## Work request
What appears from the first line of the data below through the line containing "use crate::component::Component;", both included, should be copied exactly, and nothing else.

## Dataset excerpts

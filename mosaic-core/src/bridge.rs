//! DataSource/Delegate bridge between a host toolkit and a component.
//!
//! The bridge answers cell queries by delegating to its component and item
//! manager; it holds nothing else. Indexes coming from the toolkit are
//! untrusted: out-of-range values produce zero sizes, no views and no
//! callbacks.

use mosaic_api::{Item, Size};

use crate::component::Component;
use crate::registry::ItemView;

/// Queries a host toolkit issues while rendering a collection.
pub trait DataSource {
    fn item_count(&self) -> usize;

    /// A configured view for the cell at `index`.
    fn view(&self, index: usize) -> Option<Box<dyn ItemView>>;

    fn size(&self, index: usize) -> Size;

    fn did_select(&self, index: usize);
}

pub struct ComponentBridge {
    component: Component,
}

impl ComponentBridge {
    pub fn new(component: Component) -> Self {
        Self { component }
    }

    pub fn component(&self) -> &Component {
        &self.component
    }

    /// Map a toolkit index to an item index.
    ///
    /// With infinite scrolling, the item list is padded on both ends by
    /// `buffer` wrapped copies so the toolkit can scroll past either edge.
    pub fn item_index(&self, index: usize) -> Option<usize> {
        let count = self.component.len();
        match self.buffer(count) {
            Some(buffer) if index < count + 2 * buffer => Some((index + count - buffer) % count),
            Some(_) => None,
            None => (index < count).then_some(index),
        }
    }

    /// Padding per side when infinite scrolling applies.
    fn buffer(&self, count: usize) -> Option<usize> {
        (count > 1 && self.component.infinite_scrolling()).then(|| {
            self.component
                .engine()
                .config()
                .infinite_scroll_buffer
                .min(count)
        })
    }

    fn resolve(&self, index: usize) -> Option<(usize, Item)> {
        let position = self.item_index(index)?;
        self.component.item(position).map(|item| (position, item))
    }

    /// Identifier the toolkit should use to dequeue the cell at `index`.
    pub fn identifier(&self, index: usize) -> String {
        match self.item_index(index) {
            Some(position) => self.component.identifier(position),
            None => self
                .component
                .engine()
                .registry()
                .default_identifier()
                .to_string(),
        }
    }

    /// Hand a view back for reuse.
    pub fn recycle(&self, identifier: &str, view: Box<dyn ItemView>) {
        self.component.manager().recycle(identifier, view);
    }

    /// Record the focused cell and notify delegates. Out of range clears
    /// focus.
    pub fn did_focus(&self, index: usize) {
        self.component.focus(self.item_index(index));
    }

    pub fn header_view(&self) -> Option<Box<dyn ItemView>> {
        self.component.header().map(|header| self.configured(&header))
    }

    pub fn footer_view(&self) -> Option<Box<dyn ItemView>> {
        self.component.footer().map(|footer| self.configured(&footer))
    }

    /// Where scrolling should settle for a proposed offset.
    pub fn will_end_dragging(&self, proposed: f32) -> f32 {
        self.component.target_content_offset(proposed)
    }

    fn configured(&self, item: &Item) -> Box<dyn ItemView> {
        let identifier = self.component.engine().registry().identifier(&item.kind);
        let mut view = self.component.manager().dequeue(&identifier);
        view.configure(item);
        view
    }
}

impl DataSource for ComponentBridge {
    fn item_count(&self) -> usize {
        let count = self.component.len();
        match self.buffer(count) {
            Some(buffer) => count + 2 * buffer,
            None => count,
        }
    }

    fn view(&self, index: usize) -> Option<Box<dyn ItemView>> {
        let (_, item) = self.resolve(index)?;
        Some(self.configured(&item))
    }

    fn size(&self, index: usize) -> Size {
        match self.item_index(index) {
            Some(position) => self.component.size_for_item(position),
            None => Size::ZERO,
        }
    }

    fn did_select(&self, index: usize) {
        let Some(position) = self.item_index(index) else {
            tracing::debug!(index, "toolkit selected out-of-range cell");
            return;
        };
        self.component.select(position);
    }
}
use super::{PipelineResults, ScoredMember, Store, StoreOp, StoreReply};
use crate::error::{ThrottlerError, ThrottlerResult};
use ::redis::aio::MultiplexedConnection;
use ::redis::{Client, Pipeline, Value};
use async_trait::async_trait;
use serde::{Deserialize, Serialize};
use std::future::Future;
use std::time::Duration;
use tokio::sync::Mutex;
use tracing::{debug, info};

/// Connection settings for the Redis backend.
#[derive(Debug, Clone, Serialize, Deserialize)]
pub struct RedisStoreConfig {
    pub host: String,
    pub port: u16,
    #[serde(default)]
    pub password: Option<String>,
    /// Prepended verbatim to every key.
    #[serde(default)]
    pub key_prefix: Option<String>,
    #[serde(default)]
    pub db: i64,
    /// Deadline for connecting and for each command round trip.
    #[serde(with = "humantime_serde", default = "default_timeout")]
    pub timeout: Duration,
}

fn default_timeout() -> Duration {
    Duration::from_millis(1000)
}

impl Default for RedisStoreConfig {
    fn default() -> Self {
        Self {
            host: "127.0.0.1".to_string(),
            port: 6379,
            password: None,
            key_prefix: None,
            db: 0,
            timeout: default_timeout(),
        }
    }
}

impl RedisStoreConfig {
    pub fn url(&self) -> String {
        match self.password.as_deref().filter(|p| !p.is_empty()) {
            Some(password) => format!(
                "redis://:{}@{}:{}/{}",
                password, self.host, self.port, self.db
            ),
            None => format!("redis://{}:{}/{}", self.host, self.port, self.db),
        }
    }
}

/// Redis-backed store.
///
/// The client is created up front but the connection is only opened on first
/// use, so an unreachable server shows up as an ordinary per-call error.
pub struct RedisStore {
    client: Client,
    key_prefix: String,
    timeout: Duration,
    connection: Mutex<Option<MultiplexedConnection>>,
}

impl RedisStore {
    pub fn new(config: &RedisStoreConfig) -> ThrottlerResult<Self> {
        let client = Client::open(config.url()).map_err(|e| {
            ThrottlerError::Configuration(format!("Failed to create Redis client: {}", e))
        })?;

        Ok(Self {
            client,
            key_prefix: config.key_prefix.clone().unwrap_or_default(),
            timeout: config.timeout,
            connection: Mutex::new(None),
        })
    }

    async fn connection(&self) -> ThrottlerResult<MultiplexedConnection> {
        let mut guard = self.connection.lock().await;
        if let Some(conn) = guard.as_ref() {
            return Ok(conn.clone());
        }

        let conn = self
            .deadline("connect", self.client.get_multiplexed_tokio_connection())
            .await?
            .map_err(|e| ThrottlerError::Store(format!("Failed to connect to Redis: {}", e)))?;
        info!("Connected to Redis");
        *guard = Some(conn.clone());
        Ok(conn)
    }

    /// Bound `fut` by the configured timeout. Elapsing is a store error.
    async fn deadline<F: Future>(&self, what: &str, fut: F) -> ThrottlerResult<F::Output> {
        tokio::time::timeout(self.timeout, fut).await.map_err(|_| {
            ThrottlerError::Store(format!(
                "Redis {} timed out after {}ms",
                what,
                self.timeout.as_millis()
            ))
        })
    }

    /// Forget the cached connection so the next call reconnects.
    async fn invalidate(&self) {
        self.connection.lock().await.take();
    }

    fn prefixed(&self, key: &str) -> String {
        format!("{}{}", self.key_prefix, key)
    }

    fn queue(&self, pipe: &mut Pipeline, op: &StoreOp) {
        let key = self.prefixed(op.key());
        match op {
            StoreOp::ZAdd { score, member, .. } => {
                pipe.cmd("ZADD").arg(&key).arg(score_arg(*score)).arg(member);
            }
            StoreOp::ZCard { .. } => {
                pipe.cmd("ZCARD").arg(&key);
            }
            StoreOp::ZRemRangeByScore { min, max, .. } => {
                pipe.cmd("ZREMRANGEBYSCORE")
                    .arg(&key)
                    .arg(score_arg(*min))
                    .arg(score_arg(*max));
            }
            StoreOp::ZRange { start, stop, with_scores, .. } => {
                pipe.cmd("ZRANGE").arg(&key).arg(*start).arg(*stop);
                if *with_scores {
                    pipe.arg("WITHSCORES");
                }
            }
            StoreOp::ZRem { member, .. } => {
                pipe.cmd("ZREM").arg(&key).arg(member);
            }
            StoreOp::Incr { .. } => {
                pipe.cmd("INCR").arg(&key);
            }
            StoreOp::Expire { seconds, .. } => {
                pipe.cmd("EXPIRE").arg(&key).arg(*seconds);
            }
            StoreOp::Del { .. } => {
                pipe.cmd("DEL").arg(&key);
            }
        }
    }
}

#[async_trait]
impl Store for RedisStore {
    async fn exec_batch(&self, ops: Vec<StoreOp>) -> ThrottlerResult<PipelineResults> {
        let mut pipe = ::redis::pipe();
        for op in &ops {
            self.queue(&mut pipe, op);
        }

        let mut conn = self.connection().await?;
        let reply: ThrottlerResult<::redis::RedisResult<Vec<Value>>> =
            self.deadline("pipeline", pipe.query_async(&mut conn)).await;
        let values = match reply {
            Ok(Ok(values)) => values,
            Ok(Err(e)) => {
                if e.is_io_error() || e.is_connection_dropped() {
                    self.invalidate().await;
                }
                return Err(ThrottlerError::Store(format!("Pipeline failed: {}", e)));
            }
            Err(e) => {
                // A stalled connection may never recover; reconnect next time.
                self.invalidate().await;
                return Err(e);
            }
        };

        if values.len() != ops.len() {
            return Err(ThrottlerError::Store(format!(
                "Pipeline returned {} replies for {} commands",
                values.len(),
                ops.len()
            )));
        }

        debug!(commands = ops.len(), "Executed Redis pipeline");
        Ok(ops
            .iter()
            .zip(values)
            .map(|(op, value)| convert_reply(op, value))
            .collect())
    }

    async fn ping(&self) -> ThrottlerResult<()> {
        let mut conn = self.connection().await?;
        let cmd = ::redis::cmd("PING");
        let pong: String = self
            .deadline("ping", cmd.query_async(&mut conn))
            .await?
            .map_err(|e| ThrottlerError::Store(format!("Ping failed: {}", e)))?;
        debug!(reply = %pong, "Redis ping");
        Ok(())
    }

    async fn close(&self) {
        if self.connection.lock().await.take().is_some() {
            info!("Released Redis connection");
        }
    }
}

/// Redis accepts `-inf`/`+inf` as score bounds.
fn score_arg(score: f64) -> String {
    if score == f64::NEG_INFINITY {
        "-inf".to_string()
    } else if score == f64::INFINITY {
        "+inf".to_string()
    } else {
        score.to_string()
    }
}

fn convert_reply(op: &StoreOp, value: Value) -> ThrottlerResult<StoreReply> {
    match op {
        StoreOp::ZRange { with_scores: true, .. } => {
            let pairs: Vec<(String, f64)> = ::redis::from_redis_value(&value)?;
            Ok(StoreReply::Members(
                pairs
                    .into_iter()
                    .map(|(member, score)| ScoredMember {
                        member,
                        score: Some(score),
                    })
                    .collect(),
            ))
        }
        StoreOp::ZRange { with_scores: false, .. } => {
            let members: Vec<String> = ::redis::from_redis_value(&value)?;
            Ok(StoreReply::Members(
                members
                    .into_iter()
                    .map(|member| ScoredMember { member, score: None })
                    .collect(),
            ))
        }
        _ => Ok(StoreReply::Integer(::redis::from_redis_value(&value)?)),
    }
}
//! In-process store.
//!
//! Mirrors the subset of Redis semantics the limiter relies on: empty sorted
//! sets disappear, `INCR` keeps an existing TTL, `EXPIRE` on a missing key
//! returns 0, and a key past its TTL behaves as if it never existed.
//!
//! Expired keys are dropped when next touched, and by a full sweep that runs
//! from `exec_batch` at most once per [`PURGE_INTERVAL`], so keys that are
//! never touched again do not accumulate.

use super::{PipelineResults, ScoredMember, Store, StoreOp, StoreReply};
use crate::clock::{Clock, SystemClock};
use crate::error::{ThrottlerError, ThrottlerResult};
use async_trait::async_trait;
use tracing::debug;
use std::collections::HashMap;
use std::sync::atomic::{AtomicU64, Ordering};
use std::sync::{Arc, Mutex, MutexGuard};
use std::time::Duration;

/// Minimum time between full sweeps of expired keys.
pub const PURGE_INTERVAL: Duration = Duration::from_secs(60);

#[derive(Debug, Clone)]
enum Value {
    /// Kept sorted by (score, member).
    SortedSet(Vec<(f64, String)>),
    Counter(i64),
}

#[derive(Debug, Clone)]
struct Entry {
    value: Value,
    expires_at: Option<u64>,
}

#[derive(Debug)]
pub struct MemoryStore {
    entries: Mutex<HashMap<String, Entry>>,
    clock: Arc<dyn Clock>,
    next_purge_at: AtomicU64,
}

impl MemoryStore {
    pub fn new() -> Self {
        Self::with_clock(Arc::new(SystemClock))
    }

    pub fn with_clock(clock: Arc<dyn Clock>) -> Self {
        Self {
            entries: Mutex::new(HashMap::new()),
            clock,
            next_purge_at: AtomicU64::new(0),
        }
    }

    /// Number of live keys.
    pub fn len(&self) -> usize {
        let now = self.clock.now_ms();
        self.lock().values().filter(|e| !is_expired(e, now)).count()
    }

    pub fn is_empty(&self) -> bool {
        self.len() == 0
    }

    /// Drop every expired key. Returns how many were removed.
    pub fn purge_expired(&self) -> usize {
        let now = self.clock.now_ms();
        Self::purge(&mut self.lock(), now)
    }

    fn purge(entries: &mut HashMap<String, Entry>, now: u64) -> usize {
        let before = entries.len();
        entries.retain(|_, entry| !is_expired(entry, now));
        before - entries.len()
    }

    fn lock(&self) -> MutexGuard<'_, HashMap<String, Entry>> {
        self.entries.lock().unwrap_or_else(|e| e.into_inner())
    }

    /// True when a full sweep is due, claiming it for this caller.
    fn purge_due(&self, now: u64) -> bool {
        let due_at = self.next_purge_at.load(Ordering::Relaxed);
        now >= due_at
            && self
                .next_purge_at
                .compare_exchange(
                    due_at,
                    now.saturating_add(PURGE_INTERVAL.as_millis() as u64),
                    Ordering::Relaxed,
                    Ordering::Relaxed,
                )
                .is_ok()
    }

    fn apply(entries: &mut HashMap<String, Entry>, op: StoreOp, now: u64) -> ThrottlerResult<StoreReply> {
        if entries.get(op.key()).is_some_and(|e| is_expired(e, now)) {
            entries.remove(op.key());
        }

        match op {
            StoreOp::ZAdd { key, score, member } => {
                let entry = entries.entry(key).or_insert_with(|| Entry {
                    value: Value::SortedSet(Vec::new()),
                    expires_at: None,
                });
                let set = sorted_set_mut(entry)?;
                let added = match set.iter().position(|(_, m)| *m == member) {
                    Some(idx) => {
                        set.remove(idx);
                        0
                    }
                    None => 1,
                };
                let at = set.partition_point(|(s, m)| (*s, m.as_str()) < (score, member.as_str()));
                set.insert(at, (score, member));
                Ok(StoreReply::Integer(added))
            }
            StoreOp::ZCard { key } => match entries.get(&key) {
                Some(entry) => Ok(StoreReply::Integer(sorted_set(entry)?.len() as i64)),
                None => Ok(StoreReply::Integer(0)),
            },
            StoreOp::ZRemRangeByScore { key, min, max } => {
                let Some(entry) = entries.get_mut(&key) else {
                    return Ok(StoreReply::Integer(0));
                };
                let set = sorted_set_mut(entry)?;
                let before = set.len();
                set.retain(|(score, _)| *score < min || *score > max);
                let removed = (before - set.len()) as i64;
                if set.is_empty() {
                    entries.remove(&key);
                }
                Ok(StoreReply::Integer(removed))
            }
            StoreOp::ZRange { key, start, stop, with_scores } => {
                let Some(entry) = entries.get(&key) else {
                    return Ok(StoreReply::Members(Vec::new()));
                };
                let set = sorted_set(entry)?;
                let members = match resolve_range(set.len(), start, stop) {
                    Some((from, to)) => set[from..=to]
                        .iter()
                        .map(|(score, member)| ScoredMember {
                            member: member.clone(),
                            score: with_scores.then_some(*score),
                        })
                        .collect(),
                    None => Vec::new(),
                };
                Ok(StoreReply::Members(members))
            }
            StoreOp::ZRem { key, member } => {
                let Some(entry) = entries.get_mut(&key) else {
                    return Ok(StoreReply::Integer(0));
                };
                let set = sorted_set_mut(entry)?;
                let before = set.len();
                set.retain(|(_, m)| *m != member);
                let removed = (before - set.len()) as i64;
                if set.is_empty() {
                    entries.remove(&key);
                }
                Ok(StoreReply::Integer(removed))
            }
            StoreOp::Incr { key } => {
                let entry = entries.entry(key).or_insert_with(|| Entry {
                    value: Value::Counter(0),
                    expires_at: None,
                });
                match &mut entry.value {
                    Value::Counter(n) => {
                        *n += 1;
                        Ok(StoreReply::Integer(*n))
                    }
                    Value::SortedSet(_) => Err(wrong_type()),
                }
            }
            StoreOp::Expire { key, seconds } => match entries.get_mut(&key) {
                Some(entry) => {
                    entry.expires_at = Some(now.saturating_add(seconds.saturating_mul(1000)));
                    Ok(StoreReply::Integer(1))
                }
                None => Ok(StoreReply::Integer(0)),
            },
            StoreOp::Del { key } => Ok(StoreReply::Integer(entries.remove(&key).map_or(0, |_| 1))),
        }
    }
}

impl Default for MemoryStore {
    fn default() -> Self {
        Self::new()
    }
}

#[async_trait]
impl Store for MemoryStore {
    async fn exec_batch(&self, ops: Vec<StoreOp>) -> ThrottlerResult<PipelineResults> {
        let now = self.clock.now_ms();
        let mut entries = self.entries.lock().map_err(|_| {
            ThrottlerError::Internal("Failed to acquire lock on memory store".into())
        })?;

        if self.purge_due(now) {
            let removed = Self::purge(&mut entries, now);
            if removed > 0 {
                debug!(removed, "Purged expired keys from memory store");
            }
        }

        Ok(ops
            .into_iter()
            .map(|op| Self::apply(&mut entries, op, now))
            .collect())
    }

    async fn ping(&self) -> ThrottlerResult<()> {
        Ok(())
    }

    async fn close(&self) {}
}

fn is_expired(entry: &Entry, now: u64) -> bool {
    entry.expires_at.is_some_and(|at| at <= now)
}

fn wrong_type() -> ThrottlerError {
    ThrottlerError::Store(
        "WRONGTYPE Operation against a key holding the wrong kind of value".to_string(),
    )
}

fn sorted_set(entry: &Entry) -> ThrottlerResult<&Vec<(f64, String)>> {
    match &entry.value {
        Value::SortedSet(set) => Ok(set),
        Value::Counter(_) => Err(wrong_type()),
    }
}

fn sorted_set_mut(entry: &mut Entry) -> ThrottlerResult<&mut Vec<(f64, String)>> {
    match &mut entry.value {
        Value::SortedSet(set) => Ok(set),
        Value::Counter(_) => Err(wrong_type()),
    }
}

/// Resolve Redis-style inclusive indices (negative counts from the end).
fn resolve_range(len: usize, start: isize, stop: isize) -> Option<(usize, usize)> {
    let len = len as isize;
    let start = if start < 0 { (len + start).max(0) } else { start };
    let stop = if stop < 0 { len + stop } else { stop.min(len - 1) };
    if len == 0 || start > stop || start >= len {
        return None;
    }
    Some((start as usize, stop as usize))
}
use axum::http::StatusCode;
use axum::response::{IntoResponse, Response};
use axum::Json;
use serde::Serialize;
use thiserror::Error;

#[derive(Debug, Clone, Error)]
pub enum ThrottlerError {
    #[error("Store error: {0}")]
    Store(String),

    #[error("Configuration error: {0}")]
    Configuration(String),

    #[error("Validation error: {0}")]
    Validation(String),

    #[error("Invalid request: {0}")]
    InvalidRequest(String),

    #[error("Internal error: {0}")]
    Internal(String),
}

pub type ThrottlerResult<T> = Result<T, ThrottlerError>;

impl From<redis::RedisError> for ThrottlerError {
    fn from(err: redis::RedisError) -> Self {
        ThrottlerError::Store(err.to_string())
    }
}

impl From<validator::ValidationErrors> for ThrottlerError {
    fn from(err: validator::ValidationErrors) -> Self {
        ThrottlerError::Validation(err.to_string())
    }
}

#[derive(Debug, Serialize)]
pub struct ErrorResponse {
    pub error: String,
    pub message: String,
    pub code: u16,
}

impl ErrorResponse {
    pub fn new(error: &str, message: &str, code: u16) -> Self {
        Self {
            error: error.to_string(),
            message: message.to_string(),
            code,
        }
    }

    pub fn from_error(err: &ThrottlerError) -> Self {
        match err {
            ThrottlerError::InvalidRequest(msg) => Self::new("bad_request", msg, 400),
            ThrottlerError::Validation(msg) => Self::new("validation_error", msg, 422),
            ThrottlerError::Store(msg) => Self::new("service_unavailable", msg, 503),
            ThrottlerError::Configuration(msg) => Self::new("configuration_error", msg, 500),
            ThrottlerError::Internal(msg) => Self::new("internal_error", msg, 500),
        }
    }
}

impl IntoResponse for ThrottlerError {
    fn into_response(self) -> Response {
        let body = ErrorResponse::from_error(&self);
        let status =
            StatusCode::from_u16(body.code).unwrap_or(StatusCode::INTERNAL_SERVER_ERROR);
        (status, Json(body)).into_response()
    }
}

## Exercise answer
filename mosaic-core/src/bridge.rs
//! DataSource/Delegate bridge between a host toolkit and a component.
//!
//! The bridge answers cell queries by delegating to its component and item
//! manager; it holds nothing else. Indexes coming from the toolkit are
//! untrusted: out-of-range values produce zero sizes, no views and no
//! callbacks.

use mosaic_api::{Item, Size};

use crate::component::Component;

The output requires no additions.